▸ **What you are asked to do**:
Scan the material below for the string "serde", and copy every line where it shows up.
**** Data for the task ****
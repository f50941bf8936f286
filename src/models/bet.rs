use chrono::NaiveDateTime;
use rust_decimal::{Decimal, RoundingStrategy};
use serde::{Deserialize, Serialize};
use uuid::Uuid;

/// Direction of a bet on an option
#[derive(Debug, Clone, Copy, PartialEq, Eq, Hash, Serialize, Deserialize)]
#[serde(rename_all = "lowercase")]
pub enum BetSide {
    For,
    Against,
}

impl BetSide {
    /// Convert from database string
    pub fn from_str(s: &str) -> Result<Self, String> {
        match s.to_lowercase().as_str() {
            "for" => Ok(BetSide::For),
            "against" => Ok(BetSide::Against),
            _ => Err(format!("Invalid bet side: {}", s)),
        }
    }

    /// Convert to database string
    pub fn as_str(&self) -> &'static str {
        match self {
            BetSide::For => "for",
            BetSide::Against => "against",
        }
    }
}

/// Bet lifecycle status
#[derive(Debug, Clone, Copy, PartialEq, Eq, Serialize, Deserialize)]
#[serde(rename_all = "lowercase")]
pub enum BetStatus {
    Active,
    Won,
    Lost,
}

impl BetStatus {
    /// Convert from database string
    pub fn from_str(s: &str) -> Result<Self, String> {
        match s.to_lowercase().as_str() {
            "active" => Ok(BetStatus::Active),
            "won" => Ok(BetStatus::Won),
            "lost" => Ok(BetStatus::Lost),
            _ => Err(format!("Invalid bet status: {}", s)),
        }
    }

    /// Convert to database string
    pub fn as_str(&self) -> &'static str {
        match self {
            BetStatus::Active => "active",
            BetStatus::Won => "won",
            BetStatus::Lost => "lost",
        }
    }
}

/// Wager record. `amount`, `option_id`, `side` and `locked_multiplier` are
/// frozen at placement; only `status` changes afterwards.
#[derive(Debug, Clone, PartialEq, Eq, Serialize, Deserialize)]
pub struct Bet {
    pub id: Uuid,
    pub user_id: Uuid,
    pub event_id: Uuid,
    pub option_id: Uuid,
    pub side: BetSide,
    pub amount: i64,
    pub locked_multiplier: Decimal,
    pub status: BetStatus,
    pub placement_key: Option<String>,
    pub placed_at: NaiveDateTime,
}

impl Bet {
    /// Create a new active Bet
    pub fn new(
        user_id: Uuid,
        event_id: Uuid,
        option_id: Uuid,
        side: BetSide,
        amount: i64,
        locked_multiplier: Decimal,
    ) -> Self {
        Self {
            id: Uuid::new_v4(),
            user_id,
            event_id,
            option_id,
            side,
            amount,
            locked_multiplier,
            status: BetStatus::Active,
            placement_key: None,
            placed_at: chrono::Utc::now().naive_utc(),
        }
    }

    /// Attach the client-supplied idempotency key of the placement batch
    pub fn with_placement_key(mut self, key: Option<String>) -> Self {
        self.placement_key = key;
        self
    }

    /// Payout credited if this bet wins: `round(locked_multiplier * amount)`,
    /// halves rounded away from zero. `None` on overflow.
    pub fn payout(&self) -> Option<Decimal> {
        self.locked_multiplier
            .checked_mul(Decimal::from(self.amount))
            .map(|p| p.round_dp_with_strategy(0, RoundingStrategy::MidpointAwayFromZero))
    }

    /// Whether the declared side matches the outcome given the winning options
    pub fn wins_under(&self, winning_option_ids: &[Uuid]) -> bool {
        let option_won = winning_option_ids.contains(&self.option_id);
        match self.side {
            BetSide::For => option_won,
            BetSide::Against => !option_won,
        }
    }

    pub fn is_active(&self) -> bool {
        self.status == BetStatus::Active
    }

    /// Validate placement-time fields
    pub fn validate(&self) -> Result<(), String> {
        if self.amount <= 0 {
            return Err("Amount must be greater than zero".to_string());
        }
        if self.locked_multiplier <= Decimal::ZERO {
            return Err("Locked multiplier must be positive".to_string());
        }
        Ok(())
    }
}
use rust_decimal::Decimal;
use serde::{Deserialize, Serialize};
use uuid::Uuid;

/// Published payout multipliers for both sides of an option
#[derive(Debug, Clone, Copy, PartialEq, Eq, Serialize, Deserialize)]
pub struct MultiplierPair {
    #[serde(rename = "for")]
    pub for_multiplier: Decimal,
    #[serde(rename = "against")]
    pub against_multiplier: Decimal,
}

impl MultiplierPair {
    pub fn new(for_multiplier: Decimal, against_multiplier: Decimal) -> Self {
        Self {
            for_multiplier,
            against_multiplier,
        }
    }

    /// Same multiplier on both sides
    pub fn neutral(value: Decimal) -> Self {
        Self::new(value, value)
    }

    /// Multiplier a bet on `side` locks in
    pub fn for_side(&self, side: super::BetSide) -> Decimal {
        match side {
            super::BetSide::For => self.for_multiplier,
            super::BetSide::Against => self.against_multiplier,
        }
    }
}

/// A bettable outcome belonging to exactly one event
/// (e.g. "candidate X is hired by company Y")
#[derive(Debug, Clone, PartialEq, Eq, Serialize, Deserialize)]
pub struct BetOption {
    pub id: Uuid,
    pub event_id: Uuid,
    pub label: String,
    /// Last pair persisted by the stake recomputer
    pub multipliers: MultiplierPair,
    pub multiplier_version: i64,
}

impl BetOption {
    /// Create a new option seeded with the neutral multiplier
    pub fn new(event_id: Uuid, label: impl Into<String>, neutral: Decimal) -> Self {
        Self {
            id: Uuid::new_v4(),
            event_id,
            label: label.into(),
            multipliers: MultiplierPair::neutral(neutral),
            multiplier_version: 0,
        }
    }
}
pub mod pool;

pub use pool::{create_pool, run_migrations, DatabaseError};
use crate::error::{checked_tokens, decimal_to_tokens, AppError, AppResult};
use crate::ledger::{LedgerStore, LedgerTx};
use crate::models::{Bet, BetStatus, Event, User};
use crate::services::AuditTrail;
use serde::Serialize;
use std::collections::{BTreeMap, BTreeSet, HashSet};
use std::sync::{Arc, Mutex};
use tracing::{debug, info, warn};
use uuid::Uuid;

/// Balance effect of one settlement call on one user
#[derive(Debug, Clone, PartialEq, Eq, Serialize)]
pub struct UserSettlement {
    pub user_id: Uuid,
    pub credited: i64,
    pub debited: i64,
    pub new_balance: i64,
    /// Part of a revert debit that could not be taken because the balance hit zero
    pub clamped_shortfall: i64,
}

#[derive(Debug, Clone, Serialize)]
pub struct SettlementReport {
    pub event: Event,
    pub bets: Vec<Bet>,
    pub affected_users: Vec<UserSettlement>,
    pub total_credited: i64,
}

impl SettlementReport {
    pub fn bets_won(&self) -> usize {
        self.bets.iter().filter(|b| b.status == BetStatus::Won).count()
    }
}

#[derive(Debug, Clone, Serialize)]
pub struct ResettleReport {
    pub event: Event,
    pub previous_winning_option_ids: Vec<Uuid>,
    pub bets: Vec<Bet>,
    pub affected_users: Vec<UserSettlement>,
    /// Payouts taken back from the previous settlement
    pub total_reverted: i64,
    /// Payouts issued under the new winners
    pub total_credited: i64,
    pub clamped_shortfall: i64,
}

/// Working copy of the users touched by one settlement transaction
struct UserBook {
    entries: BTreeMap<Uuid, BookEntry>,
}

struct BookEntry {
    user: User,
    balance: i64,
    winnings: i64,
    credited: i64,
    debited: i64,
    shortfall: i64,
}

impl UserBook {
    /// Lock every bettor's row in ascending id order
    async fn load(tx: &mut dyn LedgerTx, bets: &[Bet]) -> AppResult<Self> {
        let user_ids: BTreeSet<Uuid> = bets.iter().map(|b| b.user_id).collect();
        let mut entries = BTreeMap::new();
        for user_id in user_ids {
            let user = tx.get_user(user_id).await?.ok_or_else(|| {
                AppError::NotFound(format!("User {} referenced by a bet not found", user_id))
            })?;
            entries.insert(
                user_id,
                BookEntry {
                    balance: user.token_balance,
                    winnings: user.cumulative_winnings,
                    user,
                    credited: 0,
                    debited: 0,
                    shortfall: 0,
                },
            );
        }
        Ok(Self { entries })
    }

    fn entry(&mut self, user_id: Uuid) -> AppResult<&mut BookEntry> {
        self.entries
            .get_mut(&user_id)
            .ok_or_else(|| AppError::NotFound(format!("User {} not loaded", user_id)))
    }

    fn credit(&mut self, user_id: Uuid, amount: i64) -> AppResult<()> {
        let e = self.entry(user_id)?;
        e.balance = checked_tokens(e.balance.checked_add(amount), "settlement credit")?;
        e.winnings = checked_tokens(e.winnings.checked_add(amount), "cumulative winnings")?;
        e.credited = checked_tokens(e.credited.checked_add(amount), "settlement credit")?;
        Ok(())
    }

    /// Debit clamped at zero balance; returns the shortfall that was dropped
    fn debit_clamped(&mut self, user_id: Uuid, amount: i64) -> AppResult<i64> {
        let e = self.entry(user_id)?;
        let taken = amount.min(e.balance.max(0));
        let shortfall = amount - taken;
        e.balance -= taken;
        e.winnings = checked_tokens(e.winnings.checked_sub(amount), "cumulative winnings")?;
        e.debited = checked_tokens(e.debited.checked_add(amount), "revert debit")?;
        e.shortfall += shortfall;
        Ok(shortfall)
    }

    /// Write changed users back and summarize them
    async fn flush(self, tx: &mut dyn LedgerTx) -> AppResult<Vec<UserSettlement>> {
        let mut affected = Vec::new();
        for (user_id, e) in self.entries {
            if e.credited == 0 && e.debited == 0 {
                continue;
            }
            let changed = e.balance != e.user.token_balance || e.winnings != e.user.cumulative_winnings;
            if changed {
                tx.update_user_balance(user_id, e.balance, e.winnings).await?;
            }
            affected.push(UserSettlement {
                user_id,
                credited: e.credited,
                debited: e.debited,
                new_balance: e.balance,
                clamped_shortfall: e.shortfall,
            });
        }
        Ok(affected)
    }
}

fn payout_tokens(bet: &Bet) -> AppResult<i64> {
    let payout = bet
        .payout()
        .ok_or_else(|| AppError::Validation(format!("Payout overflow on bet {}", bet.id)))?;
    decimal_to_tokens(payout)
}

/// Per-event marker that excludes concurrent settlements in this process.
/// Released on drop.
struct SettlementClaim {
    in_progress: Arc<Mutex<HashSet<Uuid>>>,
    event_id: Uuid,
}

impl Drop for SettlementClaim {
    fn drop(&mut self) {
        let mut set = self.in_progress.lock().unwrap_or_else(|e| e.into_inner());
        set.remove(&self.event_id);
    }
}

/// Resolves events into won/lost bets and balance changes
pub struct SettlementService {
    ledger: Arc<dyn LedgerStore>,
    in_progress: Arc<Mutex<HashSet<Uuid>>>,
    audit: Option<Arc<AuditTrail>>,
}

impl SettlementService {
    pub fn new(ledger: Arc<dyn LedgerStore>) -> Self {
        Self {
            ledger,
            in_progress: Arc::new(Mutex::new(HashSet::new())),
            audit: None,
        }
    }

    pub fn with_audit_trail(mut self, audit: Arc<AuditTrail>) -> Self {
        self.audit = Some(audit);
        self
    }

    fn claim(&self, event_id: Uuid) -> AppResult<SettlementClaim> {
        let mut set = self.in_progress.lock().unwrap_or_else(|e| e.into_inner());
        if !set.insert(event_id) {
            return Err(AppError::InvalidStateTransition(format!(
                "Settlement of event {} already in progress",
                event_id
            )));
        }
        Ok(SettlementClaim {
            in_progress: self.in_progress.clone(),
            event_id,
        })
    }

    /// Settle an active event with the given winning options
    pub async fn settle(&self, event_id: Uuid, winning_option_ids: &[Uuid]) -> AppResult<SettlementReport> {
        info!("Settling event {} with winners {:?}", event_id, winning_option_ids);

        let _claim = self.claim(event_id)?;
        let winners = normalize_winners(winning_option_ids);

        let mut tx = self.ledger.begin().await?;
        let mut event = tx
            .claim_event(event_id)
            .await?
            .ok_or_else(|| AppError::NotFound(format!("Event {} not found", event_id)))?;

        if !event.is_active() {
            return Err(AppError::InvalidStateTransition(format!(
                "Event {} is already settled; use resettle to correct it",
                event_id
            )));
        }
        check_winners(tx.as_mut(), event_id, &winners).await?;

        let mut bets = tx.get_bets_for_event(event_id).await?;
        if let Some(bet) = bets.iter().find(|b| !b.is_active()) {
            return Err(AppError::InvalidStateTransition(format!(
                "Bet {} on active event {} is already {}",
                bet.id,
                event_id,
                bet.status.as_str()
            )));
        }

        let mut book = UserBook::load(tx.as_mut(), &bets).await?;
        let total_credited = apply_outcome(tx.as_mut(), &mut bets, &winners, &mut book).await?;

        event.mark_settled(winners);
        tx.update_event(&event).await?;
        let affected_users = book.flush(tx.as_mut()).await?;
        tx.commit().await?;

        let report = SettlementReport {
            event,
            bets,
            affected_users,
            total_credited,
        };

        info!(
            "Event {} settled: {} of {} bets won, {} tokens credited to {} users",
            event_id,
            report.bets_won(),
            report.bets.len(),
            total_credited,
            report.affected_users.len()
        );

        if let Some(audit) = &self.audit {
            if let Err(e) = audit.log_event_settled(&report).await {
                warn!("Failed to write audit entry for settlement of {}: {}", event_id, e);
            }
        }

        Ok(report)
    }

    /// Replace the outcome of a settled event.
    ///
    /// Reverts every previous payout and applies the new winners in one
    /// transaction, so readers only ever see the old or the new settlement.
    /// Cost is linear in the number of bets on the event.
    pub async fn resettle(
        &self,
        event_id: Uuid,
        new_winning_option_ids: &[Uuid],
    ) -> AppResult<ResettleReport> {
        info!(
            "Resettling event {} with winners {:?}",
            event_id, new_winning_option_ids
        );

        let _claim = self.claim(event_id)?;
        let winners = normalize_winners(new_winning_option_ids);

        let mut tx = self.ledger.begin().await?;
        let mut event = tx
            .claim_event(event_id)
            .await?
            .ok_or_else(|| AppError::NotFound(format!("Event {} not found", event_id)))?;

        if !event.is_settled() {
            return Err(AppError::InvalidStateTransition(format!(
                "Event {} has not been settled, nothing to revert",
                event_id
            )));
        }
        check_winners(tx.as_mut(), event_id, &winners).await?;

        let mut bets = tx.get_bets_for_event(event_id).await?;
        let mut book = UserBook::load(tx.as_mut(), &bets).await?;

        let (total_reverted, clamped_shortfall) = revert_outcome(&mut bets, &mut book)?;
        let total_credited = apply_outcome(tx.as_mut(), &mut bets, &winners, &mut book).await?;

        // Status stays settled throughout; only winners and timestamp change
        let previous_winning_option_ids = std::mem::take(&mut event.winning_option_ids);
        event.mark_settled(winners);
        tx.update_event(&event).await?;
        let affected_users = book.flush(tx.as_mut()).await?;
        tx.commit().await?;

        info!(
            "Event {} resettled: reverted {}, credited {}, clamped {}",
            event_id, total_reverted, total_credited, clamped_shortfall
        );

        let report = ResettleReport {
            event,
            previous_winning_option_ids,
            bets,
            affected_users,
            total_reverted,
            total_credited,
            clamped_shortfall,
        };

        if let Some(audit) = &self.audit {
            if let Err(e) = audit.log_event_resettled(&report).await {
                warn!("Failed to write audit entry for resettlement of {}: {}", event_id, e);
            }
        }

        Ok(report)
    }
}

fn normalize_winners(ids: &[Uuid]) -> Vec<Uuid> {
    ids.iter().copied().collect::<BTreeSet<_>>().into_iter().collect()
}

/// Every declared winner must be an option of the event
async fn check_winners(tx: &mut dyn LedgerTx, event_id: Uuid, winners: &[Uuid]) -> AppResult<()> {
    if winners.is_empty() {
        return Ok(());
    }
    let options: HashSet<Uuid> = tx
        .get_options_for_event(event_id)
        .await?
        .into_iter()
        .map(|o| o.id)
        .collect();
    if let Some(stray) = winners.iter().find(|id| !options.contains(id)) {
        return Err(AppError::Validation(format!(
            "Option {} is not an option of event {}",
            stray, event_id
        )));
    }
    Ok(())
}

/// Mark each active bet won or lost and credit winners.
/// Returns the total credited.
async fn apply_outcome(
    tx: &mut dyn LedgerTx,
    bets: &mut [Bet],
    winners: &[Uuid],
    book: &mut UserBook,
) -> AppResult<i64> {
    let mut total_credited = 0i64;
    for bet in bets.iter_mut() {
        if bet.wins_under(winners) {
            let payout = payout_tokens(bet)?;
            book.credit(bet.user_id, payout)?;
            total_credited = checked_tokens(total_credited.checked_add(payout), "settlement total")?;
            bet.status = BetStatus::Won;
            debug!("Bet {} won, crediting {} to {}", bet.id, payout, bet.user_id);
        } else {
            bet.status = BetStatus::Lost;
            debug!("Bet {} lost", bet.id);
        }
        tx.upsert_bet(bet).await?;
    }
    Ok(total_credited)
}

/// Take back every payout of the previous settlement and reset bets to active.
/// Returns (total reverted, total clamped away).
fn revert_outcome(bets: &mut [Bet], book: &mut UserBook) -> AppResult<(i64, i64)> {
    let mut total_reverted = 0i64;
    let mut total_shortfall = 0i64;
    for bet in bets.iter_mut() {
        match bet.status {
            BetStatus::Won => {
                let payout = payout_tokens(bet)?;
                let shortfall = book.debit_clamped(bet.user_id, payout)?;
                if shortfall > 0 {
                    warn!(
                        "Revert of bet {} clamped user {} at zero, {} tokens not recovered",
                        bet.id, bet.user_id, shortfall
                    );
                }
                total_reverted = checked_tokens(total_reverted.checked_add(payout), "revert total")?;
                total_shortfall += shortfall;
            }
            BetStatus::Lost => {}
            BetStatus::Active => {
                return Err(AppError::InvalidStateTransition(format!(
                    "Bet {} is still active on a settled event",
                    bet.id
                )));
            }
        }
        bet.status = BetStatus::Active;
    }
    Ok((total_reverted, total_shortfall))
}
****
▸ **Output for this task**:
use serde::{Deserialize, Serialize};
#[serde(rename_all = "lowercase")]
#[serde(rename_all = "lowercase")]
use serde::{Deserialize, Serialize};
    #[serde(rename = "for")]
    #[serde(rename = "against")]
use serde::Serialize;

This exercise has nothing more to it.